Goal of the exercise => Scan the lines below for "model" and copy the matches.

(Beginning of Supplied data)

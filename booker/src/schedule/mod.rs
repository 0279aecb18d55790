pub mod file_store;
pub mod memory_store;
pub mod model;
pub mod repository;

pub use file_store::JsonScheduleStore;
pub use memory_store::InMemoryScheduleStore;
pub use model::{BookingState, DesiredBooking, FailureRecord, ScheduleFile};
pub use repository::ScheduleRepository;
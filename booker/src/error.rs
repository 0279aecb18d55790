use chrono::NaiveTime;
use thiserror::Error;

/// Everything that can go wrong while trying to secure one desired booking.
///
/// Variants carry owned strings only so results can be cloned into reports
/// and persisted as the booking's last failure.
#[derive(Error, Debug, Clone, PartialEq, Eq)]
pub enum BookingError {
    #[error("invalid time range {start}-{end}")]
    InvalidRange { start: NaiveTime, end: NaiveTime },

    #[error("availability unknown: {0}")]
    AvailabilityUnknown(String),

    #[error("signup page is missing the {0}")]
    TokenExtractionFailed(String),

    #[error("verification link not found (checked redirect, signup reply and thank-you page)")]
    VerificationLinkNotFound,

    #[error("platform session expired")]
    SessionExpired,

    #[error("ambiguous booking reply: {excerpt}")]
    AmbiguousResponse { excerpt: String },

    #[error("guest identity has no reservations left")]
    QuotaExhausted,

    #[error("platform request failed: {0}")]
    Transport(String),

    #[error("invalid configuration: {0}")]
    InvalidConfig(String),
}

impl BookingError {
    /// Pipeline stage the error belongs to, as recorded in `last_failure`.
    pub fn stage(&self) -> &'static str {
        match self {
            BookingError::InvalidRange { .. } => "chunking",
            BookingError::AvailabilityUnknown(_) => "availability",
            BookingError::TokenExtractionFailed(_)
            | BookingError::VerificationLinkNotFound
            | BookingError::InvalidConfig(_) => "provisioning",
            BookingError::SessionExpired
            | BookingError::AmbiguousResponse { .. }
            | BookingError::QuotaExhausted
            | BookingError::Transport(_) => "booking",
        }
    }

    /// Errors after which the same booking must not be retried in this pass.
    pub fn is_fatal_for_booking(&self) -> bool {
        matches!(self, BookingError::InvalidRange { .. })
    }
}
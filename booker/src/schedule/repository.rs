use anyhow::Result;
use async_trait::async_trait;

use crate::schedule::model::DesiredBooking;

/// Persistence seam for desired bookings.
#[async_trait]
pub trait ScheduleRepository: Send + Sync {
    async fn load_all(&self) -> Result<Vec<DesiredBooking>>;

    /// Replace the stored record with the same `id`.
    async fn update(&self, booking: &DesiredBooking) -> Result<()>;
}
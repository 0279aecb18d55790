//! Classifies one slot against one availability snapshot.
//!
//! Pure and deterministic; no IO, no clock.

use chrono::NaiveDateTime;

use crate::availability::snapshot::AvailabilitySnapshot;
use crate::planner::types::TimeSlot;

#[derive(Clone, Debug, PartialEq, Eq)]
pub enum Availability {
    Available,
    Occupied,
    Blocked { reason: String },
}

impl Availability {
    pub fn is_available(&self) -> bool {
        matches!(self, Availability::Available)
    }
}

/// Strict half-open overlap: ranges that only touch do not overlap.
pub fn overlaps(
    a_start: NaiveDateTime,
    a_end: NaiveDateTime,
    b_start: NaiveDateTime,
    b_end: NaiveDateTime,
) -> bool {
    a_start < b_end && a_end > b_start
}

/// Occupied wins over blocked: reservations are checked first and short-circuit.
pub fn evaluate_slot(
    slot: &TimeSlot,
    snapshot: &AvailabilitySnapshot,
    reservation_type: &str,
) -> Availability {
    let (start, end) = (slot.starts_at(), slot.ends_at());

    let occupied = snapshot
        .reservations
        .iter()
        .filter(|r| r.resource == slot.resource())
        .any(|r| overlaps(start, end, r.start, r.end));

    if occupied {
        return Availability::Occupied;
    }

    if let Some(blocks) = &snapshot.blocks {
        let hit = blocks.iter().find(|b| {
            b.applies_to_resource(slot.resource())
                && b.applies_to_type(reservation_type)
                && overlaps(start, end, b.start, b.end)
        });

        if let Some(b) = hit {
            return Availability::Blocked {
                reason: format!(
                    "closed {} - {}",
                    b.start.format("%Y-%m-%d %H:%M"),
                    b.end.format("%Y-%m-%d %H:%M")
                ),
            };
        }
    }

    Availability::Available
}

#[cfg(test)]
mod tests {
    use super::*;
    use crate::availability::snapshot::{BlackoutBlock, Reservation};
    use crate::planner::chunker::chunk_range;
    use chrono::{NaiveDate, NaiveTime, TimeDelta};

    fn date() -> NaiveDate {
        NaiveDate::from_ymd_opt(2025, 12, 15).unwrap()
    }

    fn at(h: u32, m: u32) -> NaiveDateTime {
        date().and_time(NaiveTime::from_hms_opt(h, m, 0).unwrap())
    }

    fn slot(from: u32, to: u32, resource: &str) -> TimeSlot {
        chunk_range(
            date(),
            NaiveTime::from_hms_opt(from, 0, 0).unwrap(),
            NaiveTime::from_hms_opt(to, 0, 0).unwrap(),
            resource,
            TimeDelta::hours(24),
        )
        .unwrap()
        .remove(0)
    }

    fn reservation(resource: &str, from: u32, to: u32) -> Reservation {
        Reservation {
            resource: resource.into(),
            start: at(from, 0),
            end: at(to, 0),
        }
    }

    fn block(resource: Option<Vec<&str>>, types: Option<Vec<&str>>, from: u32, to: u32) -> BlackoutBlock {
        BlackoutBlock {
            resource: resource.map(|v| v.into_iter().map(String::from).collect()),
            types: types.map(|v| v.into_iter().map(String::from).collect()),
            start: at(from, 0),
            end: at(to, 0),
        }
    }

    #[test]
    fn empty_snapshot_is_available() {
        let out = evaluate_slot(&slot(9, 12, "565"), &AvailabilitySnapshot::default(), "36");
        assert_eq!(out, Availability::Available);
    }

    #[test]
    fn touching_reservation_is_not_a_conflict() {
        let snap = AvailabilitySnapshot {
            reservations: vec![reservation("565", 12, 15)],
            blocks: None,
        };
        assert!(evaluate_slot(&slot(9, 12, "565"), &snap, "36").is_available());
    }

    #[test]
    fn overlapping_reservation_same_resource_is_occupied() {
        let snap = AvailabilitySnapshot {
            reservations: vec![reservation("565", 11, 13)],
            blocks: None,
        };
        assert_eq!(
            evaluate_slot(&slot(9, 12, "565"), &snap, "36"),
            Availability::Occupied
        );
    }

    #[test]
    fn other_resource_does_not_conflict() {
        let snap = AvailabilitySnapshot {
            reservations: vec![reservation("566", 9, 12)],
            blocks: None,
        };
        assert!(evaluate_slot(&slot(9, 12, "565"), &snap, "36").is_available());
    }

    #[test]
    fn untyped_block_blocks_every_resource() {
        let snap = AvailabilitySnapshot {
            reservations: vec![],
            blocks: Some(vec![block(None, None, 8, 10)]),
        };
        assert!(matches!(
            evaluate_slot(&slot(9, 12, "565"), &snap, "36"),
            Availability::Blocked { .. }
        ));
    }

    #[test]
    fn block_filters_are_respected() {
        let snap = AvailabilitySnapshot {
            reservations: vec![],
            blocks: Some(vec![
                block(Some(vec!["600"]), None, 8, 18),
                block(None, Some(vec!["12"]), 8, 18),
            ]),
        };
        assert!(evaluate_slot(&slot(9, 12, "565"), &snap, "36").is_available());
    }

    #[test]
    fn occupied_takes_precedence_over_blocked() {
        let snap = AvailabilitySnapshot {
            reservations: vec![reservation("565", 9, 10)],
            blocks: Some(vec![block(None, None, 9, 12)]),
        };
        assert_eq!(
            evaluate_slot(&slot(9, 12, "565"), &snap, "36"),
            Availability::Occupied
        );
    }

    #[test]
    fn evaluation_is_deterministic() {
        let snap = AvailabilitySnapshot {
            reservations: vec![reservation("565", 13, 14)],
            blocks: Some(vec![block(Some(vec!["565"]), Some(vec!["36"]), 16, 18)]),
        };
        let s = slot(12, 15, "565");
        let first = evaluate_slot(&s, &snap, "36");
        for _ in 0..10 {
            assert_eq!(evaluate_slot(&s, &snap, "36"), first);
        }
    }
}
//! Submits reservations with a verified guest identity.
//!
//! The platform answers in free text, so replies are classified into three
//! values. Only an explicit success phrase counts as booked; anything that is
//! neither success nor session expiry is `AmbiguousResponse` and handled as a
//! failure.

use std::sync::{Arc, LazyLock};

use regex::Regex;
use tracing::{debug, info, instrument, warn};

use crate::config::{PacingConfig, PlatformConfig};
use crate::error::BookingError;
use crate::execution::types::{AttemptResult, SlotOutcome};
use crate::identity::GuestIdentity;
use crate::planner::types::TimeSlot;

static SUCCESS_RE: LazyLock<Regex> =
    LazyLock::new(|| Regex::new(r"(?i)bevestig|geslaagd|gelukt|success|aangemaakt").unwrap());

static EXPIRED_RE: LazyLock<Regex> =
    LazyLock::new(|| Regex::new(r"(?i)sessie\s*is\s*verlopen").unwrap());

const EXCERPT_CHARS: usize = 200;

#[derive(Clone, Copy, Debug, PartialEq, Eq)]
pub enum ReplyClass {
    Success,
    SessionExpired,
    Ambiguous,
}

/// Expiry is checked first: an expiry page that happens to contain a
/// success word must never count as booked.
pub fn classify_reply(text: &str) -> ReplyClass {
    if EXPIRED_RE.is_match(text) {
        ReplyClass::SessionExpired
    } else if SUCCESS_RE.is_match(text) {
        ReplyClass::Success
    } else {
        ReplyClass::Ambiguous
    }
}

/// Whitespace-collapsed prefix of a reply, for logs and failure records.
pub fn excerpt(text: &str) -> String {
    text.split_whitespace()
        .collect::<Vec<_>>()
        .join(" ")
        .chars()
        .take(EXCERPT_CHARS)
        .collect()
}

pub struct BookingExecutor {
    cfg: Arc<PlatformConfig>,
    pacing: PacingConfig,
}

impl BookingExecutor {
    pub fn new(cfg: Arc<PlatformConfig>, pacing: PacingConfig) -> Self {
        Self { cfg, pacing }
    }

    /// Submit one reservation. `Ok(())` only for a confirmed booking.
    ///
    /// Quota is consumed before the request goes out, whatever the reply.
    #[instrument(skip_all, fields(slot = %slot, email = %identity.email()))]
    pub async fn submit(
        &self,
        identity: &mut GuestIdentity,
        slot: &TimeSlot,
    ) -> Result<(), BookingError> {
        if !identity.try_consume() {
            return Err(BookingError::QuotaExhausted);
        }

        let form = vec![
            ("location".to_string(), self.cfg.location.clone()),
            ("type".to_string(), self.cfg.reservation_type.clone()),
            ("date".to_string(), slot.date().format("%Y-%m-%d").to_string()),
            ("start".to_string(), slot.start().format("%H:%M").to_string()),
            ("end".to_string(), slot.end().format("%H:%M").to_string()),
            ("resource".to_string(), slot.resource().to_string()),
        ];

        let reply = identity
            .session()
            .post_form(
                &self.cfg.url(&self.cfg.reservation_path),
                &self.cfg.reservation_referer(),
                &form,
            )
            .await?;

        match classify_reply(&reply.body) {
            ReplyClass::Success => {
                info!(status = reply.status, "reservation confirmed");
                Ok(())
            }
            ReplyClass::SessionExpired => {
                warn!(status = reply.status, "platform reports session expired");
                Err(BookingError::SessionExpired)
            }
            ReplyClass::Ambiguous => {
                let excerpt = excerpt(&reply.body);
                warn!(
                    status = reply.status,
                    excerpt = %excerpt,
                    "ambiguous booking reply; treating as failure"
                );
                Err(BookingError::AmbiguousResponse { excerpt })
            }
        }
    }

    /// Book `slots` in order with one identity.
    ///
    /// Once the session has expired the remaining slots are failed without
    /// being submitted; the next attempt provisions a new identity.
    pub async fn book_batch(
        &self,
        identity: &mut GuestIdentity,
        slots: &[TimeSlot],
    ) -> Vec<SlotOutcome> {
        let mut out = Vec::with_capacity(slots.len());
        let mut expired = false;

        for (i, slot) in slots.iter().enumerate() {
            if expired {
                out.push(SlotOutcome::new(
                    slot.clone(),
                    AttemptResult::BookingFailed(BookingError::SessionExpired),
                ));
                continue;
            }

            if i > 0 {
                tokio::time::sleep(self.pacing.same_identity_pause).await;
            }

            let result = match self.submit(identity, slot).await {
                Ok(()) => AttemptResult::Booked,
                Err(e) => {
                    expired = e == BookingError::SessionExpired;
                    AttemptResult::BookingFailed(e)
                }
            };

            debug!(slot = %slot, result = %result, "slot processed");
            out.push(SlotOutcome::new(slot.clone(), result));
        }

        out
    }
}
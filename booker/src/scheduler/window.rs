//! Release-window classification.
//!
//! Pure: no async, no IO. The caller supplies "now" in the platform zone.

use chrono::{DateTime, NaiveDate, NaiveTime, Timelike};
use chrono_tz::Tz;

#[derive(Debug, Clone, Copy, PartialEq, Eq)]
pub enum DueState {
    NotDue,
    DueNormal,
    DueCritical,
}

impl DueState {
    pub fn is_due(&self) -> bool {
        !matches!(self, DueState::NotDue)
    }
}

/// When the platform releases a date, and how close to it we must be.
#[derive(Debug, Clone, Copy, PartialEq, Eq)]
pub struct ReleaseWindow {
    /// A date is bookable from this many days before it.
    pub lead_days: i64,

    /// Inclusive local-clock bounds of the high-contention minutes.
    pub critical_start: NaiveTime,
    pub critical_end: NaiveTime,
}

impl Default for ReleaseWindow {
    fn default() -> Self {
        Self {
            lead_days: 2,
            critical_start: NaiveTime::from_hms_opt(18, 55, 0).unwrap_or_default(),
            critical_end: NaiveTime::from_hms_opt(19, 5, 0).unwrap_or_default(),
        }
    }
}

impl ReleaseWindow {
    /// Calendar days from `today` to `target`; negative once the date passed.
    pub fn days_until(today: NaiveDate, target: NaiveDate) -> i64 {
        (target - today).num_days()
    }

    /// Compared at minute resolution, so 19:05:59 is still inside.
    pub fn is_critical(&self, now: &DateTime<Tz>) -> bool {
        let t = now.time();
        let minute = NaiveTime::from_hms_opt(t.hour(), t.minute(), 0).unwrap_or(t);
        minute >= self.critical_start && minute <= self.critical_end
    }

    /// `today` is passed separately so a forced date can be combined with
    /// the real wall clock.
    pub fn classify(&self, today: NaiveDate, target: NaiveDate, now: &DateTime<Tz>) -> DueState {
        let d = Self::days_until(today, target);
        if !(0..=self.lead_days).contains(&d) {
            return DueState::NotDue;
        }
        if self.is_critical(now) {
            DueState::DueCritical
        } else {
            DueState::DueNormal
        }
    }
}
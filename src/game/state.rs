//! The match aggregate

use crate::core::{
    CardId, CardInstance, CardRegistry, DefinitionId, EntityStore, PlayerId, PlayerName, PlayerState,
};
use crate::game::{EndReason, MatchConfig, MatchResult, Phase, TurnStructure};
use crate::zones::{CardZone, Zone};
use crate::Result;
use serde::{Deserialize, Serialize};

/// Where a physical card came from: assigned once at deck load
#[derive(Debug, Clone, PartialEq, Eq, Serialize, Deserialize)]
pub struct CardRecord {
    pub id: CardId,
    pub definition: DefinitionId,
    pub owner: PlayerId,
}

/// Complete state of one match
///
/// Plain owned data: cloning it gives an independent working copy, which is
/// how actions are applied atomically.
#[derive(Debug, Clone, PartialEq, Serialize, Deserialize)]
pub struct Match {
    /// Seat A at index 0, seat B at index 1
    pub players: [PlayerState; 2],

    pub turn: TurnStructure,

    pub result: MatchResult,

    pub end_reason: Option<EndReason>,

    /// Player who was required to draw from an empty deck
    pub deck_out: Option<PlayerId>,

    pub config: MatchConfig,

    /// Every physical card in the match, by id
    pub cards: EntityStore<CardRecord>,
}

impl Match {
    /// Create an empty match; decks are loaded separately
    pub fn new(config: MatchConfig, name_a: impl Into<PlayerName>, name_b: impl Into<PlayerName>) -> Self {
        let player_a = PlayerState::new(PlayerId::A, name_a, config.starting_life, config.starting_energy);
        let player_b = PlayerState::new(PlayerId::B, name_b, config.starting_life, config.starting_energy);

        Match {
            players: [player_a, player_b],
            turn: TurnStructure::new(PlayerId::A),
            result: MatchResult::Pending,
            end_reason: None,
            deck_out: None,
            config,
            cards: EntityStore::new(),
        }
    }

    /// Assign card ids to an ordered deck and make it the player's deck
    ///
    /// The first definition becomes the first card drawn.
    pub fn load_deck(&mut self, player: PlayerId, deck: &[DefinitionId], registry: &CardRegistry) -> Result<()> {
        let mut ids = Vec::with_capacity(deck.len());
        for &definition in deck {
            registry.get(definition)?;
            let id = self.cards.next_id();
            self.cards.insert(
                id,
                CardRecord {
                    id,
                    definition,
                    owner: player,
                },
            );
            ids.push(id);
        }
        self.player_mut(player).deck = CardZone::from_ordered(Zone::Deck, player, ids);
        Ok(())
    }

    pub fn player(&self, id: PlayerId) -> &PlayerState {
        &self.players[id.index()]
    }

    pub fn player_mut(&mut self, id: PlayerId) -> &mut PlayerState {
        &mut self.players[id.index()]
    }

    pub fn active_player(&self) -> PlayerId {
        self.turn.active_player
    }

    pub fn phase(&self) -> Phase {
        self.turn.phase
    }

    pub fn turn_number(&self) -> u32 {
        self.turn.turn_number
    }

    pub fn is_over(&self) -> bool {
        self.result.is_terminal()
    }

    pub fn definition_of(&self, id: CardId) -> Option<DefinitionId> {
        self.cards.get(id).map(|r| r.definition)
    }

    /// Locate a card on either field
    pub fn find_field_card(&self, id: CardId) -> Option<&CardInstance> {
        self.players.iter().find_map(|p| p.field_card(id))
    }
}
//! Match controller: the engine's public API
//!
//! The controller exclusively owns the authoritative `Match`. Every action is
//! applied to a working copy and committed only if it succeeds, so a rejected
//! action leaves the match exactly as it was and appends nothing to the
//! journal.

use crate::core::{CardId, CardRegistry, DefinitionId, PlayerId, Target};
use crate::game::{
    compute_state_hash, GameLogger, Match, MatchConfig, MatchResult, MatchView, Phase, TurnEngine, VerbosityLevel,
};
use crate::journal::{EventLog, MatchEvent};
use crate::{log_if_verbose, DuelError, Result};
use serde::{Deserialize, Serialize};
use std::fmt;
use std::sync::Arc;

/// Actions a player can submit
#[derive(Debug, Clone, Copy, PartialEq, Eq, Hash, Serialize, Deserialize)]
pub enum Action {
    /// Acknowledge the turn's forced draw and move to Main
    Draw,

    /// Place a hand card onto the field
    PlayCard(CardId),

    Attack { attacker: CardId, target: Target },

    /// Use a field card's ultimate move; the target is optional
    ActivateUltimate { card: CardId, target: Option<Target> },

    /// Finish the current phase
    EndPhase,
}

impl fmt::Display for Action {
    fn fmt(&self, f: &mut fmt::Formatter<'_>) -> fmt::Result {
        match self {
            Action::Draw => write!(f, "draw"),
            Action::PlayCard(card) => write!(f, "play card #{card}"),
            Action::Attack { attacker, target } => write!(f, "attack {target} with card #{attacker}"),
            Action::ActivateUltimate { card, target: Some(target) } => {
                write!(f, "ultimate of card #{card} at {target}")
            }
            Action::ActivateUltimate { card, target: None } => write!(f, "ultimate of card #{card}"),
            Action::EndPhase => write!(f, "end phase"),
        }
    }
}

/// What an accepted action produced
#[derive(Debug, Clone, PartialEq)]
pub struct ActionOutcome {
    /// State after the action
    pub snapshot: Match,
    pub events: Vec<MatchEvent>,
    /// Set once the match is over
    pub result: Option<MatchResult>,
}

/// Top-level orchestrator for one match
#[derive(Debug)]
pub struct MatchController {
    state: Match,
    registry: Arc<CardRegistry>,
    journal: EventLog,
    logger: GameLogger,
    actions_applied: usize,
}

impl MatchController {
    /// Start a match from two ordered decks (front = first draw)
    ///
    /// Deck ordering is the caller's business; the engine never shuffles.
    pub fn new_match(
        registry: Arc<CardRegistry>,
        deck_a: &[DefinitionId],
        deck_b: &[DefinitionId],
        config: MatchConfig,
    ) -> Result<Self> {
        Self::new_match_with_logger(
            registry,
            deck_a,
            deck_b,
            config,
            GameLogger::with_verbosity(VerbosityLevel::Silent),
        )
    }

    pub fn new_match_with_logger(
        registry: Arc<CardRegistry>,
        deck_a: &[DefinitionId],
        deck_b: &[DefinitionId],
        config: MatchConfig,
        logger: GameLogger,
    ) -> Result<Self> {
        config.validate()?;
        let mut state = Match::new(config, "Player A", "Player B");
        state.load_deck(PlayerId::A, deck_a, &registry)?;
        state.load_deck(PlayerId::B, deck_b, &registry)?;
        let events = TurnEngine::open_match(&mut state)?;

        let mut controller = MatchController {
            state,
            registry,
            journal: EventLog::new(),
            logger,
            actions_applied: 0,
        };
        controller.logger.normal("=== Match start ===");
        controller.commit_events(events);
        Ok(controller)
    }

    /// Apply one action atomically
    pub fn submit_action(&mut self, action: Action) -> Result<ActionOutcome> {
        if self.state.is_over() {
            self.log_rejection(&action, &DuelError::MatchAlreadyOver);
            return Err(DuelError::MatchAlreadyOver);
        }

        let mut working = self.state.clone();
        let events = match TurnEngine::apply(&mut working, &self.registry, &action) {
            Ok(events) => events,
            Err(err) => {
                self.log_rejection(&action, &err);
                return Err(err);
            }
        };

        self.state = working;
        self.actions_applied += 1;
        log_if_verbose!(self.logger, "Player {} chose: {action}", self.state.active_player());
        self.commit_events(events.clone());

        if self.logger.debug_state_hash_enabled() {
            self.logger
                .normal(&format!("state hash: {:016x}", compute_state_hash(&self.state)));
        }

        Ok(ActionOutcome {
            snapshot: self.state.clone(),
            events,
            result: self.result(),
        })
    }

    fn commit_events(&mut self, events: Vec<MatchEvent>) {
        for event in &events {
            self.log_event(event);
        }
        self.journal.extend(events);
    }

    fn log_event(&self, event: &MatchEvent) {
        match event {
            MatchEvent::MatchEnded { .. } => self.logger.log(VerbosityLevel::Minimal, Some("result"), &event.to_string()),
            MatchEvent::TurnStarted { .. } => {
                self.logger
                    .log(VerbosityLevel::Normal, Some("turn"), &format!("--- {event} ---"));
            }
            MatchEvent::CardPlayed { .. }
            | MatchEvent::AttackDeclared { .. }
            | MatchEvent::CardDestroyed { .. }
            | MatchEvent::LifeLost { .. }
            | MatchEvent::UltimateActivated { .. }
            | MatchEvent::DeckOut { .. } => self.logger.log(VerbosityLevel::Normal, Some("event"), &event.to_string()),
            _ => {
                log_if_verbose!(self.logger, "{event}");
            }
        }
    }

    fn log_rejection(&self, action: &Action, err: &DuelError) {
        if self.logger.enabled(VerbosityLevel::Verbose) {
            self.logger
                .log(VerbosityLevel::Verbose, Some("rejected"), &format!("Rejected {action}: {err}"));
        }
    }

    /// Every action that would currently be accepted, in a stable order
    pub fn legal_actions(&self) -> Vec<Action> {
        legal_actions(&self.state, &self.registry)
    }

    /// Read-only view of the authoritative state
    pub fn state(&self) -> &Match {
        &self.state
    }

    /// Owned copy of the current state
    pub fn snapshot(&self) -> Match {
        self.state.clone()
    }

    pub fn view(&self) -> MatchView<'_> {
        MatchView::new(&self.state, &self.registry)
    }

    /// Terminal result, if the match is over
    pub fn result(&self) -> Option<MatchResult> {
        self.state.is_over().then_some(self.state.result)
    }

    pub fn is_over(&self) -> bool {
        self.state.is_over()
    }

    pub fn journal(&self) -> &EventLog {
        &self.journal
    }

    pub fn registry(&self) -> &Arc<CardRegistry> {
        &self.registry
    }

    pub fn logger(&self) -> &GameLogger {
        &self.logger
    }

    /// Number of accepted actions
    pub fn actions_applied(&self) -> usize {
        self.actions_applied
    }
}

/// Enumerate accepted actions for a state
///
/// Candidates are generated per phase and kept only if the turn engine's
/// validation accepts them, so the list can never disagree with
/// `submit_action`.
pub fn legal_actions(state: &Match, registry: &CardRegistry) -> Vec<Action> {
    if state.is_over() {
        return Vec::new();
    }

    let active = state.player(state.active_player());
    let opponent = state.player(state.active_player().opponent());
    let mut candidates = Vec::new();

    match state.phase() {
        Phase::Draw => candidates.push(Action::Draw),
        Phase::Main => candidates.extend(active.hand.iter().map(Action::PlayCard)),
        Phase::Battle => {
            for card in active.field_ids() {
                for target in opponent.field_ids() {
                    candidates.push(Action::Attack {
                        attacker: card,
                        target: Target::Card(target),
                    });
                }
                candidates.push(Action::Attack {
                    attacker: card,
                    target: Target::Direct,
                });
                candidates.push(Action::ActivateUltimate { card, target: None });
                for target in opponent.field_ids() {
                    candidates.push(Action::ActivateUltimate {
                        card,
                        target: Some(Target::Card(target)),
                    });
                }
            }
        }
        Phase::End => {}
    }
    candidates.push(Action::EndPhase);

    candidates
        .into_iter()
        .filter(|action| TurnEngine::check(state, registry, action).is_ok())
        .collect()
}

(End of Supplied data)

Written reply =>
pub mod model;
pub use model::{BookingState, DesiredBooking, FailureRecord, ScheduleFile};
use crate::schedule::model::DesiredBooking;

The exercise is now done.